Women with anemia are less tolerant of greater volumes of blood loss than women without anemia because of their lower reserves of red blood cells, thus increasing their risks for transfusion, hysterectomy, and ICU admission as seen in our study and previous studies.3,9,16,30 However, the independent association of antenatally diagnosed maternal anemia with PPH, hypertensive disorders of pregnancy, and infectious morbidity warrant further attention, because these comprise 3 of the top causes of pregnancy-related deaths throughout the world in both high- and low-resource settings and are not frequently considered in conjunction with anemia.20,32,33 Our study found a 2-fold greater risk for PPH in women with anemia, consistent with previous studies.9,23,30,31 This phenomenon is explained by impaired uterine muscle strength secondary to a decrease in uterine perfusion seen in patients with decreased iron stores.34 Regarding hypertensive disorders of pregnancy, a 0.33-fold increase in these diagnoses was seen in women with anemia, which is also similar to findings of previous studies, and is most likely related to decreased uterine and placental perfusion.7,9,34 Because of this finding, an additional logistic regression was performed to evaluate the impact of chronic hypertension, particularly with regard to eclampsia and other hypertensive disorders of pregnancy by including it in the model, and the results were essentially unchanged from those seen in Table 4. Finally, the higher rates of infectious morbidity observed in women with anemia in our study are supported by previous studies9,30 and likely explained by inadequate blood flow and oxygen delivery necessary for wound healing and infection control.35
Regarding neonatal outcomes, we found that infants born to women with anemia experienced mildly increased rates of adverse outcomes including NICU admission and antenatal fetal distress after controlling for confounders. Other adverse neonatal outcomes that were previously reported as associated with anemia were not higher in our population and include SGA infants, preterm delivery, or birthweight <2500 g.1–4,9,13,36
Clinical implications
It is well recognized that maternal mortality is rising in the United States32,33,37 prompting nationwide investigations into potentially modifiable risk factors. Our study sought to ascertain whether anemia should be considered as a specific target for maternal mortality prevention based on its association with SMM. When considering the independent relationship identified in our study between anemia and increased rates of PPH, hypertensive disorders of pregnancy, and infectious morbidity, plus the significantly increased rates of maternal death and SMM,15,38 the impact of anemia on maternal mortality cannot be overlooked. Importantly, based on these findings, it is consequently encouraging that the identification and treatment of anemia may serve as a promising preventative measure for seemingly distinct causes of maternal death.

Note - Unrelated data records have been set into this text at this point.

#[cfg(test)]
mod tests {
    use super::*;
    use serde_json::json;
    use wiremock::matchers::{body_partial_json, header, method, path};
    use wiremock::{Mock, MockServer, ResponseTemplate};

    fn chat_ok(content: &str, input: u64, output: u64) -> ResponseTemplate {
        ResponseTemplate::new(200).set_body_json(json!({
            "choices": [{"message": {"content": content}}],
            "usage": {"prompt_tokens": input, "completion_tokens": output}
        }))
    }

    fn title_task() -> LlmTask {
        LlmTask::TitleGeneration
    }

    #[test]
    fn unknown_provider_is_a_config_error() {
        let router = LlmRouter::new(PlatformKeys::default()).unwrap();
        let err = router
            .platform_client(LlmStrategy::Global, "mistral")
            .unwrap_err();
        assert!(matches!(err, LlmError::NoClient(p) if p == "mistral"));
    }

    #[test]
    fn tier_selection_table() {
        assert_eq!(select_tier(&LlmTask::TitleGeneration), LlmTier::Tier0);
        assert_eq!(select_tier(&LlmTask::CtaSuggestion), LlmTier::Tier0);

        assert_eq!(
            select_tier(&LlmTask::MomentSelection {
                token_count: 150_000,
                plan: PlanTier::Free
            }),
            LlmTier::Tier3
        );
        assert_eq!(
            select_tier(&LlmTask::MomentSelection {
                token_count: 100_000,
                plan: PlanTier::Free
            }),
            LlmTier::Tier1
        );
        assert_eq!(
            select_tier(&LlmTask::MomentSelection {
                token_count: 1_000,
                plan: PlanTier::Business
            }),
            LlmTier::Tier2
        );

        assert_eq!(
            select_tier(&LlmTask::ViralityScoring {
                plan: PlanTier::Free,
                previous_score: Some(49)
            }),
            LlmTier::Tier2
        );
        assert_eq!(
            select_tier(&LlmTask::ViralityScoring {
                plan: PlanTier::Free,
                previous_score: Some(50)
            }),
            LlmTier::Tier1
        );
        assert_eq!(
            select_tier(&LlmTask::ViralityScoring {
                plan: PlanTier::Pro,
                previous_score: None
            }),
            LlmTier::Tier1
        );
    }

    #[test]
    fn cost_rounds_up_and_scales() {
        let config = ModelConfig {
            provider: "cloudru".to_string(),
            model: "m".to_string(),
            cost_input: 35.0,
            cost_output: 70.0,
        };
        // 1000 in, 500 out: (35000 + 35000) / 1e6 = 0.07 -> 1 kopeck
        assert_eq!(call_cost_kopecks(1_000, 500, &config), 1);
        // 1M in, 1M out: 35 + 70 = 105 kopecks exactly
        assert_eq!(call_cost_kopecks(1_000_000, 1_000_000, &config), 105);
        assert_eq!(call_cost_kopecks(0, 0, &config), 0);
    }

    #[tokio::test]
    async fn platform_call_accrues_cost() {
        let server = MockServer::start().await;
        Mock::given(method("POST"))
            .and(path("/chat/completions"))
            .respond_with(chat_ok("Заголовок", 2_000_000, 1_000_000))
            .mount(&server)
            .await;

        let router = LlmRouter::with_base_url(PlatformKeys::default(), server.uri()).unwrap();
        let context = RoutingContext {
            task: title_task(),
            strategy: LlmStrategy::Ru,
            byok_keys: ByokKeys::default(),
        };
        let response = router
            .complete(&context, &[ChatMessage::user("x")], &ChatOptions::default())
            .await
            .unwrap();

        assert_eq!(response.tier, LlmTier::Tier0);
        // Tier0 RU is 10/10 per 1M: 20 + 10 = 30 kopecks
        assert_eq!(response.cost_kopecks, 30);
        assert_eq!(response.content, "Заголовок");
    }

    #[tokio::test]
    async fn byok_call_is_free_and_uses_user_key() {
        let server = MockServer::start().await;
        Mock::given(method("POST"))
            .and(path("/chat/completions"))
            .and(header("authorization", "Bearer user-key"))
            .respond_with(chat_ok("ok", 1_000_000, 1_000_000))
            .expect(1)
            .mount(&server)
            .await;

        let router = LlmRouter::with_base_url(PlatformKeys::default(), server.uri()).unwrap();
        let context = RoutingContext {
            task: title_task(),
            strategy: LlmStrategy::Global,
            byok_keys: ByokKeys {
                gemini: Some("user-key".to_string()),
                ..Default::default()
            },
        };
        let response = router
            .complete(&context, &[ChatMessage::user("x")], &ChatOptions::default())
            .await
            .unwrap();
        assert_eq!(response.cost_kopecks, 0);
    }

    #[tokio::test]
    async fn rejected_byok_key_falls_back_to_platform_key() {
        let server = MockServer::start().await;
        Mock::given(method("POST"))
            .and(path("/chat/completions"))
            .and(header("authorization", "Bearer bad-user-key"))
            .respond_with(ResponseTemplate::new(401).set_body_string("invalid key"))
            .expect(1)
            .mount(&server)
            .await;
        Mock::given(method("POST"))
            .and(path("/chat/completions"))
            .and(header("authorization", "Bearer platform-key"))
            .respond_with(chat_ok("ok", 1_000_000, 0))
            .expect(1)
            .mount(&server)
            .await;

        let keys = PlatformKeys {
            gemini: Some("platform-key".to_string()),
            ..Default::default()
        };
        let router = LlmRouter::with_base_url(keys, server.uri()).unwrap();
        let context = RoutingContext {
            task: title_task(),
            strategy: LlmStrategy::Global,
            byok_keys: ByokKeys {
                gemini: Some("bad-user-key".to_string()),
                ..Default::default()
            },
        };
        let response = router
            .complete(&context, &[ChatMessage::user("x")], &ChatOptions::default())
            .await
            .unwrap();
        // Fallback means the platform paid: global tier0, 1M input at
        // 0.075 kopecks per 1M rounds up to 1.
        assert_eq!(response.cost_kopecks, 1);
    }

    #[tokio::test]
    async fn low_tier_failure_escalates_to_tier2() {
        let server = MockServer::start().await;
        // Tier0 model fails with a server error.
        Mock::given(method("POST"))
            .and(path("/chat/completions"))
            .and(body_partial_json(json!({"model": "GigaChat3-10B-A1.8B"})))
            .respond_with(ResponseTemplate::new(500))
            .expect(1)
            .mount(&server)
            .await;
        // Tier2 succeeds.
        Mock::given(method("POST"))
            .and(path("/chat/completions"))
            .and(body_partial_json(json!({"model": "Qwen3-235B-A22B-Instruct-2507"})))
            .respond_with(chat_ok("rescued", 100, 100))
            .expect(1)
            .mount(&server)
            .await;

        let router = LlmRouter::with_base_url(PlatformKeys::default(), server.uri()).unwrap();
        let context = RoutingContext {
            task: title_task(),
            strategy: LlmStrategy::Ru,
            byok_keys: ByokKeys::default(),
        };
        let response = router
            .complete(&context, &[ChatMessage::user("x")], &ChatOptions::default())
            .await
            .unwrap();
        assert_eq!(response.tier, LlmTier::Tier2);
        assert_eq!(response.content, "rescued");
    }

    #[tokio::test]
    async fn tier2_failure_is_not_retried() {
        let server = MockServer::start().await;
        Mock::given(method("POST"))
            .and(path("/chat/completions"))
            .respond_with(ResponseTemplate::new(500))
            .expect(1)
            .mount(&server)
            .await;

        let router = LlmRouter::with_base_url(PlatformKeys::default(), server.uri()).unwrap();
        let context = RoutingContext {
            task: LlmTask::ViralityScoring {
                plan: PlanTier::Business,
                previous_score: None,
            },
            strategy: LlmStrategy::Ru,
            byok_keys: ByokKeys::default(),
        };
        let err = router
            .complete(&context, &[ChatMessage::user("x")], &ChatOptions::default())
            .await
            .unwrap_err();
        assert!(matches!(err, LlmError::Api { status: 500, .. }));
    }

    #[tokio::test]
    async fn transcribe_uses_strategy_stt_model() {
        let server = MockServer::start().await;
        Mock::given(method("POST"))
            .and(path("/audio/transcriptions"))
            .respond_with(ResponseTemplate::new(200).set_body_json(json!({
                "text": "привет",
                "segments": []
            })))
            .mount(&server)
            .await;

        let router = LlmRouter::with_base_url(PlatformKeys::default(), server.uri()).unwrap();
        let response = router
            .transcribe(LlmStrategy::Ru, vec![0u8; 8], "chunk.mp3", "ru")
            .await
            .unwrap();
        assert_eq!(response.model, "openai/whisper-large-v3");
        assert_eq!(response.provider, "cloudru");
        assert_eq!(response.transcription.text, "привет");
    }
}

A 2015 Cochrane review that evaluated the impact of iron supplementation on maternal and neonatal outcomes in women with anemia stated that although there is a reduction in the risk for adverse outcomes with iron supplementation, the quality of evidence is low.39 Importantly, iron supplementation was found to be effective in reducing anemia and iron deficiency at term when identified antenatally.40 Our large-scale assessment of a US-based population serves as further evidence of the importance of anemia identification and treatment, particularly acknowledging that iron deficiency, which comprises 75% of anemia in pregnancy, can be appropriately treated. With this information, consideration should be taken into updating national guidelines regarding anemia identification and treatment during pregnancy. For example, a third trimester hemoglobin level could be obtained at the time of routine glucola screening to allow for adequate time to improve hemoglobin levels before delivery. This practice approach is currently inconsistent throughout the United States with regional variation.18
Finally, vitally important to the prevention of maternal mortality and SMM is the importance of highlighting higher rates of these unfavorable outcomes in women identifying as non-Hispanic Black.33,37,41,42 Our study found non-Hispanic Black women were more likely to have anemia than any other racial group (34.8% of women with anemia identified as non-Hispanic Black vs 26.0% of women without anemia; P<.001). Although maternal race was controlled for in the regression analysis, additional contributions of sickle cell disease, biases in anemia identification and treatment, and access to care, among other concerns related to maternal race that were not identified and may have affected outcomes, cannot be discounted and should be further explored.
Research implications
This is the first large-scale examination of the effect of anemia specifically focused on adverse maternal outcomes in a US-based population. Unfortunately, the majority of studies on this topic are retrospective. Therefore, future researchers should consider a prospective trial evaluating the impact of widespread identification and proper treatment of anemia on pregnancy outcomes. Furthermore, additional research is needed to examine whether antenatal anemia that presents on admission for delivery contributes more strongly to adverse outcomes or whether women diagnosed antenatally have additional unidentified risk factors that lead to these adverse outcomes. Finally, from a public health perspective, isolating the impact of inadequate access to iron supplements or IV iron and reasons for noncompliance to iron therapy would allow for targeted interventions.
Strengths and limitations
Strengths of this study include the large sample size from the CSL database, which allowed analysis of multiple hospital systems across the United States. A limitation of our study is the large number of women (56,734; 24.8% of the data set) who were excluded from the analysis secondary to an unknown antepartum anemia status, meaning that in the CSL data file under the heading “antenatal anemia,” the value was labeled as “unknown” or “missing.” To assess bias based on this limitation, we evaluated the baseline characteristics of those with information regarding antenatal anemia diagnosis and those without (Appendix 2). Of the 12 hospital systems that contributed data to the CSL, 4 did not collect information on antenatal anemia, leading to differences between groups as shown in Appendix 2. A further limitation is that the CSL does not contain data on all 21 SMM indicators, becuase data collection was completed before publication of the original SMM description.20 Therefore, the variable of “ICU admission” was used as a surrogate for these diagnoses (listed in Appendix 1) because these would typically warrant ICU admission in a pregnant patient. In addition, we were unable to stratify our data based on the type of anemia (microcytic, normocytic, macrocytic), on whether patients had a history of anemia of chronic disease, on chronic kidney disease status, or sickle cell anemia, which are significant contributors to poor obstetrical outcomes, and on whether or not women received treatment for anemia. These limitations reduced our ability to extrapolate how these disease states may be modified at a population level.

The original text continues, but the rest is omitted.